The project uses a Raspberry Pi Pico 2 W board with Bluetooth capabilities to create a smart lock system. The lock’s servo motor, connected to the Pico 2 W, is controlled wirelessly via a custom mobile application. The app sends lock and unlock commands to the board using BLE (Bluetooth Low Energy) communication.

This project demonstrates how to use the Raspberry Pi Pico 2 W for IoT applications, integrating Bluetooth functionality with physical control mechanisms. It provides an engaging way to explore BLE communication and servo control using MicroPython.

The app used in this project was developed with MIT App Inventor.

1. Build the Circuit

Required Components

In this project, we need the following components.

It’s definitely convenient to buy a whole kit, here’s the link:

Name	ITEMS IN THIS KIT	LINK
Pico 2 W Starter Kit	450+	Pico 2 W Kit

You can also buy them separately from the links below.

SN	COMPONENT	QUANTITY	LINK
1	Getting to Know Pico 2 W	1
2	Micro USB Cable	1
3	Breadboard	1	BUY
4	Jumper Wires	Several	BUY
5	Servo	1	BUY

2. Create the Android App

You will develop the Android application using MIT App Inventor, a free web application ideal for beginners in Android development. It offers intuitive drag-and-drop features for creating functional applications.

Follow these steps to get started:

Go to Get Started with MIT App Inventor, and click “online tool” to login. You will need a Google account to register with MIT App Inventor.
After logging in, navigate to Projects -> Import project (.aia) from my computer. Subsequently, upload the ble_lock_picow.aia file located in the following path: pico-2w-kit/micropython/iot/8.16-ble_lock.

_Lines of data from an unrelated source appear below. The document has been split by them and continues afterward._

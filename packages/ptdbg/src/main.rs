// Copyright (c) 2026 ptdbg Authors.
//
// Licensed under the Apache License, Version 2.0 (the "License");
// you may not use this file except in compliance with the License.
// You may obtain a copy of the License at
//
//     http://www.apache.org/licenses/LICENSE-2.0
//
// Unless required by applicable law or agreed to in writing, software
// distributed under the License is distributed on an "AS IS" BASIS,
// WITHOUT WARRANTIES OR CONDITIONS OF ANY KIND, either express or implied.
// See the License for the specific language governing permissions and
// limitations under the License.

use std::fs::File;
use std::io::{self, BufReader};
use std::path::PathBuf;

use anyhow::{Context, Result};
use clap::Parser;
use log::info;
use nix::unistd::Pid;

use ptdbg::debug::{init_logging, LogOptions};
use ptdbg::request_handler;
use ptdbg::source_view::SourcePrinter;
use ptdbg::{Session, SessionConfig};

#[derive(Parser, Debug)]
#[command(name = "ptdbg", version, about = "Source-level debugger for x86-64 Linux programs")]
struct Cli {
    /// Program to launch under the debugger
    #[arg(required_unless_present = "pid", conflicts_with = "pid")]
    program: Option<PathBuf>,

    /// Arguments passed to the program
    #[arg(trailing_var_arg = true, allow_hyphen_values = true)]
    args: Vec<String>,

    /// Attach to a running process instead of launching one
    #[arg(short = 'p', long = "pid")]
    pid: Option<i32>,

    /// Source lines shown on each side of the current line
    #[arg(short = 'c', long = "context", default_value_t = 2)]
    context: usize,

    /// Leave address space randomization enabled for a launched program
    #[arg(long = "keep-aslr", default_value_t = false)]
    keep_aslr: bool,

    /// Read commands from a file instead of stdin
    #[arg(short = 'b', long = "batch")]
    batch: Option<PathBuf>,

    /// Log specification, e.g. `info` or `ptdbg=trace` (overrides RUST_LOG)
    #[arg(long = "log-level")]
    log_level: Option<String>,

    /// Write the log to this file instead of stderr
    #[arg(long = "log-file")]
    log_file: Option<PathBuf>,

    /// Enable debug output
    #[arg(short = 'd', long = "debug", default_value_t = false)]
    debug: bool,
}

impl Cli {
    fn session_config(&self) -> SessionConfig {
        SessionConfig {
            context_lines: self.context,
            disable_aslr: !self.keep_aslr,
            args: self.args.clone(),
        }
    }
}

fn main() -> Result<()> {
    let cli = Cli::parse();
    let _logger = init_logging(&LogOptions {
        level: cli.log_level.clone(),
        file: cli.log_file.clone(),
        debug: cli.debug,
    })
    .context("failed to start logging")?;

    let display = SourcePrinter::new(io::stdout());
    let mut session = match (cli.pid, &cli.program) {
        (Some(pid), _) => {
            let session = Session::attach(Pid::from_raw(pid), cli.session_config(), display)
                .with_context(|| format!("failed to attach to pid {}", pid))?;
            println!("Attached to {} with PID {}", session.program().display(), pid);
            session
        }
        (None, Some(program)) => {
            let session = Session::launch(program, cli.session_config(), display)
                .with_context(|| format!("failed to start {}", program.display()))?;
            println!("Started {} with PID {}", program.display(), session.pid());
            session
        }
        (None, None) => anyhow::bail!("no program or pid given"),
    };

    match cli.batch {
        Some(ref path) => {
            let file = File::open(path).with_context(|| format!("cannot open {}", path.display()))?;
            request_handler::run(&mut session, BufReader::new(file), io::stdout(), None)?;
        }
        None => {
            let stdin = io::stdin();
            request_handler::run(&mut session, stdin.lock(), io::stdout(), Some("ptdbg> "))?;
        }
    }
    info!("session for pid {} finished", session.pid());
    Ok(())
}
// Copyright (c) 2026 ptdbg Authors.
//
// Licensed under the Apache License, Version 2.0 (the "License");
// you may not use this file except in compliance with the License.
// You may obtain a copy of the License at
//
//     http://www.apache.org/licenses/LICENSE-2.0
//
// Unless required by applicable law or agreed to in writing, software
// distributed under the License is distributed on an "AS IS" BASIS,
// WITHOUT WARRANTIES OR CONDITIONS OF ANY KIND, either express or implied.
// See the License for the specific language governing permissions and
// limitations under the License.

//! x86-64 register table.
//!
//! Rows are listed in `user_regs_struct` order so that a register dump walks
//! the register file front to back. DWARF numbers follow the System V AMD64
//! psABI; `rip` and `orig_rax` have none.

use nix::libc::user_regs_struct;

use crate::error::{DebugError, Result};
use crate::process::Tracee;

#[derive(Debug, Clone, Copy, PartialEq, Eq, Hash)]
#[allow(non_camel_case_types)]
pub enum Register {
    r15,
    r14,
    r13,
    r12,
    rbp,
    rbx,
    r11,
    r10,
    r9,
    r8,
    rax,
    rcx,
    rdx,
    rsi,
    rdi,
    orig_rax,
    rip,
    cs,
    eflags,
    rsp,
    ss,
    fs_base,
    gs_base,
    ds,
    es,
    fs,
    gs,
}

#[derive(Debug, Clone, Copy)]
pub struct RegisterDescriptor {
    pub reg: Register,
    pub dwarf: Option<u16>,
    pub name: &'static str,
}

const fn row(reg: Register, dwarf: Option<u16>, name: &'static str) -> RegisterDescriptor {
    RegisterDescriptor { reg, dwarf, name }
}

pub static REGISTERS: [RegisterDescriptor; 27] = [
    row(Register::r15, Some(15), "r15"),
    row(Register::r14, Some(14), "r14"),
    row(Register::r13, Some(13), "r13"),
    row(Register::r12, Some(12), "r12"),
    row(Register::rbp, Some(6), "rbp"),
    row(Register::rbx, Some(3), "rbx"),
    row(Register::r11, Some(11), "r11"),
    row(Register::r10, Some(10), "r10"),
    row(Register::r9, Some(9), "r9"),
    row(Register::r8, Some(8), "r8"),
    row(Register::rax, Some(0), "rax"),
    row(Register::rcx, Some(2), "rcx"),
    row(Register::rdx, Some(1), "rdx"),
    row(Register::rsi, Some(4), "rsi"),
    row(Register::rdi, Some(5), "rdi"),
    row(Register::orig_rax, None, "orig_rax"),
    row(Register::rip, None, "rip"),
    row(Register::cs, Some(51), "cs"),
    row(Register::eflags, Some(49), "eflags"),
    row(Register::rsp, Some(7), "rsp"),
    row(Register::ss, Some(52), "ss"),
    row(Register::fs_base, Some(58), "fs_base"),
    row(Register::gs_base, Some(59), "gs_base"),
    row(Register::ds, Some(53), "ds"),
    row(Register::es, Some(50), "es"),
    row(Register::fs, Some(54), "fs"),
    row(Register::gs, Some(55), "gs"),
];

pub fn by_name(name: &str) -> Result<Register> {
    REGISTERS
        .iter()
        .find(|rd| rd.name == name)
        .map(|rd| rd.reg)
        .ok_or_else(|| DebugError::UnknownRegister(name.to_string()))
}

pub fn by_dwarf_number(number: u16) -> Result<Register> {
    REGISTERS
        .iter()
        .find(|rd| rd.dwarf == Some(number))
        .map(|rd| rd.reg)
        .ok_or_else(|| DebugError::UnknownRegister(format!("dwarf register {}", number)))
}

pub fn name_of(reg: Register) -> &'static str {
    // The table is total over `Register`, so the fallback is never taken.
    REGISTERS
        .iter()
        .find(|rd| rd.reg == reg)
        .map(|rd| rd.name)
        .unwrap_or("?")
}

/// Snapshot of the general-purpose register file of a stopped tracee.
#[derive(Clone, Copy)]
pub struct Registers {
    regs: user_regs_struct,
}

impl Registers {
    pub fn from_raw(regs: user_regs_struct) -> Self {
        Self { regs }
    }

    pub fn zeroed() -> Self {
        // SAFETY: user_regs_struct is plain integers; all-zero is a valid value.
        Self {
            regs: unsafe { std::mem::zeroed() },
        }
    }

    pub fn raw(&self) -> user_regs_struct {
        self.regs
    }

    pub fn get(&self, reg: Register) -> u64 {
        let r = &self.regs;
        match reg {
            Register::r15 => r.r15,
            Register::r14 => r.r14,
            Register::r13 => r.r13,
            Register::r12 => r.r12,
            Register::rbp => r.rbp,
            Register::rbx => r.rbx,
            Register::r11 => r.r11,
            Register::r10 => r.r10,
            Register::r9 => r.r9,
            Register::r8 => r.r8,
            Register::rax => r.rax,
            Register::rcx => r.rcx,
            Register::rdx => r.rdx,
            Register::rsi => r.rsi,
            Register::rdi => r.rdi,
            Register::orig_rax => r.orig_rax,
            Register::rip => r.rip,
            Register::cs => r.cs,
            Register::eflags => r.eflags,
            Register::rsp => r.rsp,
            Register::ss => r.ss,
            Register::fs_base => r.fs_base,
            Register::gs_base => r.gs_base,
            Register::ds => r.ds,
            Register::es => r.es,
            Register::fs => r.fs,
            Register::gs => r.gs,
        }
    }

    pub fn set(&mut self, reg: Register, value: u64) {
        let r = &mut self.regs;
        let slot = match reg {
            Register::r15 => &mut r.r15,
            Register::r14 => &mut r.r14,
            Register::r13 => &mut r.r13,
            Register::r12 => &mut r.r12,
            Register::rbp => &mut r.rbp,
            Register::rbx => &mut r.rbx,
            Register::r11 => &mut r.r11,
            Register::r10 => &mut r.r10,
            Register::r9 => &mut r.r9,
            Register::r8 => &mut r.r8,
            Register::rax => &mut r.rax,
            Register::rcx => &mut r.rcx,
            Register::rdx => &mut r.rdx,
            Register::rsi => &mut r.rsi,
            Register::rdi => &mut r.rdi,
            Register::orig_rax => &mut r.orig_rax,
            Register::rip => &mut r.rip,
            Register::cs => &mut r.cs,
            Register::eflags => &mut r.eflags,
            Register::rsp => &mut r.rsp,
            Register::ss => &mut r.ss,
            Register::fs_base => &mut r.fs_base,
            Register::gs_base => &mut r.gs_base,
            Register::ds => &mut r.ds,
            Register::es => &mut r.es,
            Register::fs => &mut r.fs,
            Register::gs => &mut r.gs,
        };
        *slot = value;
    }
}

/// Read one register of a stopped tracee.
pub fn get<T: Tracee + ?Sized>(tracee: &T, reg: Register) -> Result<u64> {
    Ok(tracee.registers()?.get(reg))
}

/// Write one register of a stopped tracee, leaving the rest of the file intact.
pub fn set<T: Tracee + ?Sized>(tracee: &T, reg: Register, value: u64) -> Result<()> {
    let mut regs = tracee.registers()?;
    regs.set(reg, value);
    tracee.set_registers(&regs)
}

Alternatively, you can download the file directly: ble_lock_picow.aia
Once uploaded, the app template will appear in the MIT App Inventor interface. This pre-configured template can be customized after you become familiar with the platform.
MIT App Inventor has two main sections: Designer and Blocks. You can switch between these two sections in the upper right corner of the page.
The Designer allows you to add buttons, text, screens, and modify the overall aesthetic of your app.
Next, there’s the Blocks section. This section lets you craft custom functionalities for your app, allowing you to program each component on the app’s GUI to achieve desired features.
To install the app on a phone, navigate to the Build tab.
- Generate a .apk file. After selecting this option, a page will appear allowing you to choose between downloading a .apk file or scanning a QR code for installation. Follow the installation guide to complete the application installation.
  
  Alternatively, download our pre-compiled APK file here: ble_lock_picow.apk
- If you wish to publish this app to Google Play or another app marketplace, you can generate a .aab file.

3. Run the Code

Open the 8.16-ble_lock.py file under the path of pico-2w-kit/micropython/iot/8.16-ble_lock, or copy this code into your IDE.

Note

This code depends on the ble_advertising.py file. Make sure to upload it to the Pico board before running the script.

import bluetooth
import random
import struct
import time
from ble_example.ble_advertising import advertising_payload
from machine import Pin
import time

import struct
from micropython import const

servo = machine.PWM(machine.Pin(15))
servo.freq(50)

_IRQ_CENTRAL_CONNECT = const(1)
_IRQ_CENTRAL_DISCONNECT = const(2)
_IRQ_GATTS_WRITE = const(3)

_FLAG_READ = const(0x0002)
_FLAG_WRITE_NO_RESPONSE = const(0x0004)
_FLAG_WRITE = const(0x0008)
_FLAG_NOTIFY = const(0x0010)

_LOCK_UUID = bluetooth.UUID("f3ac7f80-5045-47b0-88fe-24d858e2e92f")
_SWITCH_CHAR = (
    bluetooth.UUID("808b6a74-8d38-4114-8cb7-0ac9465db42d"),
    _FLAG_READ | _FLAG_WRITE | _FLAG_WRITE_NO_RESPONSE,
)
_LOCK_SERVICE = (
    _LOCK_UUID,
    (_SWITCH_CHAR,),
)


class BLELock:
    def __init__(self, ble, name="PICO-LOCK"):

        self._ble = ble
        self._ble.active(True)
        self._ble.irq(self._irq)

        handles = self._ble.gatts_register_services((_LOCK_SERVICE,))
        # print("Registered handles:", handles)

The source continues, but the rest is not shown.